**Activity**
Scan the entries below. Report each line where the string "zero" occurs.

**Material supplied**
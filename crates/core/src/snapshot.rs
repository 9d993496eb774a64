// Copyright (C) 2026 Fred Clausen
// Use of this source code is governed by an MIT-style
// license that can be found in the LICENSE file or at
// https://opensource.org/licenses/MIT.

use load_link_domain::{Booking, ChatMessage, LoadRequest, Truck, User};

/// Error from a snapshot write.
#[derive(Debug, Clone, PartialEq, Eq)]
pub struct SnapshotError {
    /// The collection key whose snapshot failed.
    pub key: String,
    /// What went wrong.
    pub reason: String,
}

impl std::fmt::Display for SnapshotError {
    fn fmt(&self, f: &mut std::fmt::Formatter<'_>) -> std::fmt::Result {
        write!(f, "Snapshot write failed for '{}': {}", self.key, self.reason)
    }
}

impl std::error::Error for SnapshotError {}

/// The external persistence contract.
///
/// Each method writes a full snapshot of one collection, keyed like the
/// session storage layout. Writes are fire-and-forget from the session's
/// point of view: a failed write is logged, never rolled into the outcome
/// of the operation that triggered it. Notifications are session-only and
/// have no snapshot.
pub trait SnapshotSink {
    /// Persists the current user identity (or its absence).
    ///
    /// # Errors
    ///
    /// Returns an error if the snapshot cannot be written.
    fn save_current_user(&mut self, user: Option<&User>) -> Result<(), SnapshotError>;

    /// Persists the truck list.
    ///
    /// # Errors
    ///
    /// Returns an error if the snapshot cannot be written.
    fn save_trucks(&mut self, trucks: &[Truck]) -> Result<(), SnapshotError>;

    /// Persists the load-request list.
    ///
    /// # Errors
    ///
    /// Returns an error if the snapshot cannot be written.
    fn save_loads(&mut self, loads: &[LoadRequest]) -> Result<(), SnapshotError>;

    /// Persists the booking list.
    ///
    /// # Errors
    ///
    /// Returns an error if the snapshot cannot be written.
    fn save_bookings(&mut self, bookings: &[Booking]) -> Result<(), SnapshotError>;

    /// Persists the message list.
    ///
    /// # Errors
    ///
    /// Returns an error if the snapshot cannot be written.
    fn save_messages(&mut self, messages: &[ChatMessage]) -> Result<(), SnapshotError>;
}
// Copyright (C) 2026 Fred Clausen
// Use of this source code is governed by an MIT-style
// license that can be found in the LICENSE file or at
// https://opensource.org/licenses/MIT.

use crate::error::DomainError;

/// Validates the user-supplied fields of a new load request.
///
/// This function is pure, deterministic, and has no side effects.
///
/// # Arguments
///
/// * `goods_type` - Description of the goods
/// * `weight` - Shipment weight in tons
/// * `origin` - Route origin
/// * `destination` - Route destination
///
/// # Errors
///
/// Returns an error if:
/// - The goods description is empty
/// - The weight is zero
/// - Either endpoint of the route is empty
/// - Origin and destination name the same place
pub fn validate_load_fields(
    goods_type: &str,
    weight: u32,
    origin: &str,
    destination: &str,
) -> Result<(), DomainError> {
    if goods_type.trim().is_empty() {
        return Err(DomainError::InvalidGoodsType(String::from(
            "Goods type cannot be empty",
        )));
    }

    // Rule: weight must be a positive number of tons
    if weight == 0 {
        return Err(DomainError::InvalidWeight(String::from(
            "Weight must be greater than zero",
        )));
    }

    let origin = origin.trim();
    let destination = destination.trim();

    if origin.is_empty() {
        return Err(DomainError::InvalidRoute(String::from(
            "Origin cannot be empty",
        )));
    }
    if destination.is_empty() {
        return Err(DomainError::InvalidRoute(String::from(
            "Destination cannot be empty",
        )));
    }

    // Rule: a load must actually travel somewhere
    if origin.eq_ignore_ascii_case(destination) {
        return Err(DomainError::InvalidRoute(String::from(
            "Origin and destination must differ",
        )));
    }

    Ok(())
}

/// Validates chat message text.
///
/// # Errors
///
/// Returns `DomainError::EmptyMessage` if the text is empty or
/// whitespace-only.
pub fn validate_message_text(text: &str) -> Result<(), DomainError> {
    if text.trim().is_empty() {
        return Err(DomainError::EmptyMessage);
    }
    Ok(())
}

**Solved problem**
/// - The weight is zero
            "Weight must be greater than zero",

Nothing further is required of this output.